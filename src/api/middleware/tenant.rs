//! Tenant resolution
//!
//! 鉴权由上游网关完成，这里只读取网关注入的身份头：
//! - `X-Advertiser-Id: <id>`：租户调用方，只能访问自己的数据
//! - `X-Tenant-Scope: global`：特权调用方，可查看全局或指定任意 advertiser
//!
//! 两者都缺失时返回 401。两者同时存在时按租户处理。

use actix_web::dev::Payload;
use actix_web::http::header::HeaderMap;
use actix_web::{FromRequest, HttpRequest, error::InternalError};
use futures_util::future::{Ready, ready};

use crate::api::services::helpers::error_from_attributor;
use crate::errors::{AttributorError, Result};

pub const ADVERTISER_HEADER: &str = "X-Advertiser-Id";
pub const TENANT_SCOPE_HEADER: &str = "X-Tenant-Scope";
pub const GLOBAL_SCOPE: &str = "global";

#[derive(Debug, Clone, Copy, PartialEq, Eq)]
pub enum TenantContext {
    Advertiser(i64),
    Global,
}

impl TenantContext {
    pub fn from_headers(headers: &HeaderMap) -> Result<Self> {
        if let Some(value) = headers.get(ADVERTISER_HEADER) {
            let id = value
                .to_str()
                .ok()
                .and_then(|s| s.trim().parse::<i64>().ok())
                .filter(|id| *id > 0)
                .ok_or_else(|| {
                    AttributorError::unauthorized(format!("Invalid {} header", ADVERTISER_HEADER))
                })?;
            return Ok(TenantContext::Advertiser(id));
        }

        let is_global = headers
            .get(TENANT_SCOPE_HEADER)
            .and_then(|v| v.to_str().ok())
            .is_some_and(|v| v.trim().eq_ignore_ascii_case(GLOBAL_SCOPE));
        if is_global {
            return Ok(TenantContext::Global);
        }

        Err(AttributorError::unauthorized("Missing tenant identity"))
    }

    /// 统计查询的 advertiser 范围
    ///
    /// 租户调用方传入其他 advertiser_id 时拒绝；特权调用方按请求值（None 为全局）
    pub fn scoped_advertiser(&self, requested: Option<i64>) -> Result<Option<i64>> {
        match (*self, requested) {
            (TenantContext::Advertiser(own), Some(other)) if other != own => Err(
                AttributorError::forbidden("advertiser_id does not match the caller's tenant"),
            ),
            (TenantContext::Advertiser(own), _) => Ok(Some(own)),
            (TenantContext::Global, requested) => Ok(requested),
        }
    }

    /// 写入事件必须归属某个 advertiser
    pub fn require_advertiser(&self) -> Result<i64> {
        match self {
            TenantContext::Advertiser(id) => Ok(*id),
            TenantContext::Global => Err(AttributorError::validation(
                "Events must be ingested on behalf of an advertiser",
            )),
        }
    }
}

impl FromRequest for TenantContext {
    type Error = actix_web::Error;
    type Future = Ready<std::result::Result<Self, Self::Error>>;

    fn from_request(req: &HttpRequest, _payload: &mut Payload) -> Self::Future {
        ready(TenantContext::from_headers(req.headers()).map_err(|e| {
            let response = error_from_attributor(&e);
            InternalError::from_response(e, response).into()
        }))
    }
}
+===+
> **Task details**
Your task is to gather all lines from the entries above that hold the word "Payload".

> **Expected answer**
use actix_web::dev::Payload;
    fn from_request(req: &HttpRequest, _payload: &mut Payload) -> Self::Future {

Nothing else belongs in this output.